Mate the issue here is everyone is talking about level scaling- where content is scaled to your player character's level instead of placing content/monsters of static level.
You on the other hand are talking of content being levelled, irrespective of whether it is scaled to the player's level or otherwise.
I don't even get where you are coming from equating levelled content to level scaled content.
There is some level scaling involved in just about every RPG.
Fairly certain that Gothic employs static levels to the various entities in the game. As in they do not scale with the player. A level 10 bandit gonna be level 10 irrespective of whether the player encounters him at level 1 or 20. That's levelled content, rather than level scaled content.

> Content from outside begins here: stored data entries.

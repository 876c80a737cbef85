use rand::Rng;

/// Generates a random integer from min to max, inclusive
///
/// # Examples
///
/// let x = generate_integer(&mut rng, 2, 10);
///
pub fn generate_integer<R: Rng>(rng: &mut R, min: u32, max: u32) -> u32 {
    rng.gen_range(min..=max)
}

/// Generates a total for `count` units, each unit drawing a single value
/// from min to max. The draw is made once and multiplied, so the result is
/// always divisible by `count`.
///
/// # Examples
///
/// let sales = generate_product(&mut rng, companies, 20000, 30000);
///
pub fn generate_product<R: Rng>(rng: &mut R, count: u32, min: u32, max: u32) -> u32 {
    count * generate_integer(rng, min, max)
}

#[cfg(test)]
mod tests {
    use super::*;
    use rand::rngs::StdRng;
    use rand::SeedableRng;

    #[test]
    fn integer_bounds_are_inclusive() {
        let mut rng = StdRng::seed_from_u64(7);
        let mut seen_min = false;
        let mut seen_max = false;

        for _ in 0..2000 {
            let x = generate_integer(&mut rng, 1, 10);
            assert!(x >= 1 && x <= 10, "{} out of range", x);
            seen_min |= x == 1;
            seen_max |= x == 10;
        }
        assert!(seen_min && seen_max);
    }

    #[test]
    fn degenerate_range() {
        let mut rng = StdRng::seed_from_u64(1);
        assert_eq!(generate_integer(&mut rng, 5, 5), 5);
    }

    #[test]
    fn product_is_multiple_of_count() {
        let mut rng = StdRng::seed_from_u64(42);

        for count in 2..=10 {
            let total = generate_product(&mut rng, count, 20000, 30000);
            assert_eq!(total % count, 0);
            let per_unit = total / count;
            assert!(per_unit >= 20000 && per_unit <= 30000);
        }
    }
}
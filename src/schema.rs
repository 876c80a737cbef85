use std::fmt;
use std::io::Read;

use rand::Rng;
use serde::{Deserialize, Serialize};

use crate::error::Error;
use crate::generators::{generate_integer, generate_product};

pub const COMPANIES_MIN: u32 = 2;
pub const COMPANIES_MAX: u32 = 10;
pub const SALES_PER_COMPANY_MIN: u32 = 20_000;
pub const SALES_PER_COMPANY_MAX: u32 = 30_000;
pub const EMPLOYEES_PER_COMPANY_MIN: u32 = 8;
pub const EMPLOYEES_PER_COMPANY_MAX: u32 = 12;
pub const RMAT_MIN: u32 = 1;
pub const RMAT_MAX: u32 = 10;

/// Column names, in output order.
pub const HEADER: [&str; 5] = [
    "ZipCode",
    "Total number of companies",
    "Total sales",
    "Total employees",
    "RMAT Number"
];

/// Synthetic statistics for a single zip code.
#[derive(Debug, Clone, PartialEq, Eq, Serialize, Deserialize)]
pub struct Row {
    #[serde(rename = "ZipCode")]
    pub zip_code: String,
    #[serde(rename = "Total number of companies")]
    pub company_count: u32,
    #[serde(rename = "Total sales")]
    pub total_sales: u32,
    #[serde(rename = "Total employees")]
    pub total_employees: u32,
    #[serde(rename = "RMAT Number")]
    pub rmat_number: u32
}

impl Row {
    /// Draws a row for `zip_code`. Sales and employees are scaled by the
    /// company count; the RMAT number is drawn independently.
    pub fn generate<R: Rng>(rng: &mut R, zip_code: &str) -> Row {
        let company_count = generate_integer(rng, COMPANIES_MIN, COMPANIES_MAX);
        let total_sales = generate_product(
            rng, company_count, SALES_PER_COMPANY_MIN, SALES_PER_COMPANY_MAX);
        let total_employees = generate_product(
            rng, company_count, EMPLOYEES_PER_COMPANY_MIN, EMPLOYEES_PER_COMPANY_MAX);
        let rmat_number = generate_integer(rng, RMAT_MIN, RMAT_MAX);

        Row {
            zip_code: zip_code.to_string(),
            company_count: company_count,
            total_sales: total_sales,
            total_employees: total_employees,
            rmat_number: rmat_number
        }
    }
}

impl fmt::Display for Row {
    fn fmt(&self, f: &mut fmt::Formatter) -> fmt::Result {
        write!(f, "{},{},{},{},{}",
               self.zip_code, self.company_count, self.total_sales,
               self.total_employees, self.rmat_number)
    }
}

/// Parses a dataset produced by `output::write_rows` back into rows.
/// The header row is matched by name.
pub fn read_rows<R: Read>(reader: R) -> Result<Vec<Row>, Error> {
    let mut csv_reader = csv::Reader::from_reader(reader);
    let mut rows = Vec::new();

    for record in csv_reader.deserialize() {
        let row: Row = record?;
        rows.push(row);
    }
    Ok(rows)
}
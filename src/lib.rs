extern crate csv;
extern crate getopts;
extern crate pad;
extern crate rand;
extern crate serde;
extern crate time;

#[macro_use]
extern crate log;

pub mod config;
pub mod error;
pub mod generators;
pub mod logger;
pub mod output;
pub mod schema;
pub mod zipcodes;

pub use error::Error;
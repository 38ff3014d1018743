//! Resolved gateway and its port mapping operations
//!
//! A [`Gateway`] only exists once discovery and description resolution have
//! both succeeded; its endpoint never changes afterwards. Operations are
//! independent blocking round trips, so one gateway can be shared across
//! threads without locking.
//!
//! Two API layers are offered. The `Result`-returning methods
//! (`add_port_mapping`, `delete_port_mapping`, `specific_port_mapping_entry`,
//! `external_ip_address`) keep the failure cause. The convenience methods
//! (`open_port`, `close_port`, `is_mapped`, `external_ip`) collapse every
//! per-operation failure into `false`/`None`. Only an out-of-range port is
//! reported as an error by them.

use super::description;
use super::soap::{SoapClient, SoapParams, SoapResult};
use super::ssdp;
use super::transport::{HttpTransport, ReqwestTransport};
use super::types::{GatewayEndpoint, IpProtocol, PortMappingRequest};
use crate::settings::TransportSettings;
use crate::{Error, Result};
use std::net::{IpAddr, Ipv4Addr};
use tracing::{debug, info, warn};

const ACTION_GET_EXTERNAL_IP: &str = "GetExternalIPAddress";
const ACTION_ADD_PORT_MAPPING: &str = "AddPortMapping";
const ACTION_DELETE_PORT_MAPPING: &str = "DeletePortMapping";
const ACTION_GET_SPECIFIC_ENTRY: &str = "GetSpecificPortMappingEntry";

/// UPnP IGD with a resolved WAN connection service
#[derive(Debug)]
pub struct Gateway<T = ReqwestTransport> {
    endpoint: GatewayEndpoint,
    client: SoapClient<T>,
}

impl Gateway<ReqwestTransport> {
    /// Resolve a gateway from an SSDP reply using the default reqwest transport
    ///
    /// # Errors
    ///
    /// [`Error::UnsupportedGateway`] if the reply has no LOCATION, the
    /// description has no WAN connection service or the location is not a
    /// usable base URL.
    pub fn connect(
        ssdp_response: &[u8],
        local_address: Ipv4Addr,
        gateway_address: IpAddr,
    ) -> Result<Self> {
        Self::connect_with_settings(
            &TransportSettings::default(),
            ssdp_response,
            local_address,
            gateway_address,
        )
    }

    /// Same as [`Gateway::connect`] with explicit transport settings
    pub fn connect_with_settings(
        settings: &TransportSettings,
        ssdp_response: &[u8],
        local_address: Ipv4Addr,
        gateway_address: IpAddr,
    ) -> Result<Self> {
        let transport = ReqwestTransport::from_settings(settings)?;
        Self::with_transport(transport, ssdp_response, local_address, gateway_address)
    }
}

impl<T: HttpTransport> Gateway<T> {
    /// Resolve a gateway from an SSDP reply over `transport`
    pub fn with_transport(
        transport: T,
        ssdp_response: &[u8],
        local_address: Ipv4Addr,
        gateway_address: IpAddr,
    ) -> Result<Self> {
        let location = ssdp::parse_location(ssdp_response)?;
        debug!("Resolving gateway {} via {}", gateway_address, location);

        let service = description::resolve(&transport, &location)?;
        let endpoint = GatewayEndpoint::new(local_address, gateway_address, service);

        info!(
            "Gateway {} ready: {} at {}",
            gateway_address,
            endpoint.service_type(),
            endpoint.control_url()
        );

        Ok(Self {
            endpoint,
            client: SoapClient::new(transport),
        })
    }

    /// Resolved endpoint
    pub fn endpoint(&self) -> &GatewayEndpoint {
        &self.endpoint
    }

    /// Address of the gateway device
    pub fn gateway_address(&self) -> IpAddr {
        self.endpoint.gateway_address()
    }

    /// LAN address mappings are pointed at
    pub fn local_address(&self) -> Ipv4Addr {
        self.endpoint.local_address()
    }

    fn invoke(&self, action: &str, params: &SoapParams) -> Result<SoapResult> {
        self.client.invoke(
            self.endpoint.service_type(),
            self.endpoint.control_url(),
            action,
            params,
        )
    }

    /// Query `GetExternalIPAddress`
    ///
    /// `Ok(None)` when the gateway answered without an address.
    pub fn external_ip_address(&self) -> Result<Option<String>> {
        let result = self.invoke(ACTION_GET_EXTERNAL_IP, &SoapParams::new())?;

        if let Some(ip) = result.get("NewExternalIPAddress") {
            return Ok(Some(ip.to_string()));
        }
        match result.upnp_error() {
            Some(cause) => Err(Error::ActionFailed {
                action: ACTION_GET_EXTERNAL_IP.to_string(),
                cause,
            }),
            None => Ok(None),
        }
    }

    /// External IP as reported by the gateway, `None` on any failure
    pub fn external_ip(&self) -> Option<String> {
        match self.external_ip_address() {
            Ok(ip) => ip,
            Err(e) => {
                debug!("External IP lookup failed: {}", e);
                None
            }
        }
    }

    /// Send `AddPortMapping`
    ///
    /// An `errorCode` in the response is an error.
    pub fn add_port_mapping(&self, request: &PortMappingRequest) -> Result<SoapResult> {
        debug!(
            "Adding port mapping {} {} -> {}:{}",
            request.protocol, request.external_port, request.internal_client, request.internal_port
        );

        let result = self.invoke(ACTION_ADD_PORT_MAPPING, &request.to_params())?;
        reject_upnp_error(ACTION_ADD_PORT_MAPPING, result)
    }

    /// Send `DeletePortMapping`
    ///
    /// The response body is not inspected: a completed round trip counts as
    /// success even if it carries an `errorCode`.
    pub fn delete_port_mapping(&self, port: u16, protocol: IpProtocol) -> Result<SoapResult> {
        debug!("Deleting port mapping {} {}", protocol, port);
        self.invoke(ACTION_DELETE_PORT_MAPPING, &mapping_key(port, protocol))
    }

    /// Send `GetSpecificPortMappingEntry`
    ///
    /// An `errorCode` in the response is an error.
    pub fn specific_port_mapping_entry(
        &self,
        port: u16,
        protocol: IpProtocol,
    ) -> Result<SoapResult> {
        let result = self.invoke(ACTION_GET_SPECIFIC_ENTRY, &mapping_key(port, protocol))?;
        reject_upnp_error(ACTION_GET_SPECIFIC_ENTRY, result)
    }

    /// Map external `port` to the same port on this host, permanently
    ///
    /// Returns `Ok(false)` if the gateway refused or could not be reached.
    ///
    /// # Errors
    ///
    /// [`Error::InvalidPort`] if `port` is outside [0, 65535]; nothing is
    /// sent in that case.
    pub fn open_port(
        &self,
        port: impl Into<i64>,
        protocol: IpProtocol,
        description: &str,
    ) -> Result<bool> {
        let port = validate_port(port)?;
        let request = PortMappingRequest::new(port, protocol, self.local_address(), description);

        match self.add_port_mapping(&request) {
            Ok(_) => {
                info!("Opened {} port {} on {}", protocol, port, self.gateway_address());
                Ok(true)
            }
            Err(e) => {
                warn!("Failed to open {} port {}: {}", protocol, port, e);
                Ok(false)
            }
        }
    }

    /// Remove the mapping for external `port`
    ///
    /// Returns `Ok(true)` whenever the request completed, whatever the
    /// gateway answered.
    ///
    /// # Errors
    ///
    /// [`Error::InvalidPort`] if `port` is outside [0, 65535].
    pub fn close_port(&self, port: impl Into<i64>, protocol: IpProtocol) -> Result<bool> {
        let port = validate_port(port)?;

        match self.delete_port_mapping(port, protocol) {
            Ok(_) => {
                info!("Closed {} port {} on {}", protocol, port, self.gateway_address());
                Ok(true)
            }
            Err(e) => {
                warn!("Failed to close {} port {}: {}", protocol, port, e);
                Ok(false)
            }
        }
    }

    /// Whether the gateway reports a mapping for external `port`
    ///
    /// # Errors
    ///
    /// [`Error::InvalidPort`] if `port` is outside [0, 65535].
    pub fn is_mapped(&self, port: impl Into<i64>, protocol: IpProtocol) -> Result<bool> {
        let port = validate_port(port)?;

        match self.specific_port_mapping_entry(port, protocol) {
            Ok(entry) => Ok(entry.contains("NewInternalPort")),
            Err(e) => {
                debug!("No {} mapping for port {}: {}", protocol, port, e);
                Ok(false)
            }
        }
    }
}

/// Check a caller-supplied port against [0, 65535]
pub fn validate_port(port: impl Into<i64>) -> Result<u16> {
    let port = port.into();
    u16::try_from(port).map_err(|_| Error::InvalidPort(port))
}

/// Arguments identifying one mapping
fn mapping_key(port: u16, protocol: IpProtocol) -> SoapParams {
    SoapParams::new()
        .with("NewRemoteHost", "")
        .with("NewExternalPort", port.to_string())
        .with("NewProtocol", protocol.as_str())
}

fn reject_upnp_error(action: &str, result: SoapResult) -> Result<SoapResult> {
    match result.upnp_error() {
        Some(cause) => Err(Error::ActionFailed {
            action: action.to_string(),
            cause,
        }),
        None => Ok(result),
    }
}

Had a bit of both, I think. Some of the modules just spawned enemies matching your level rather than hand placed pre-levelled experience dispensers.
What I am saying is that level scaling is not a bad thing when done right.
Content that is constantly matched to the player's level at all times is not an element that has been done well.
I mean I think you are using level scaling as in the "level of measure/scale of measure" concept as opposed to level of the content scaled to the player, which is uniquely a videogame/rpg concept that is gonna be out of field to any normie, but it's fairly common jargon in video games. I mean as long as we aren't using some kraut loanword for it.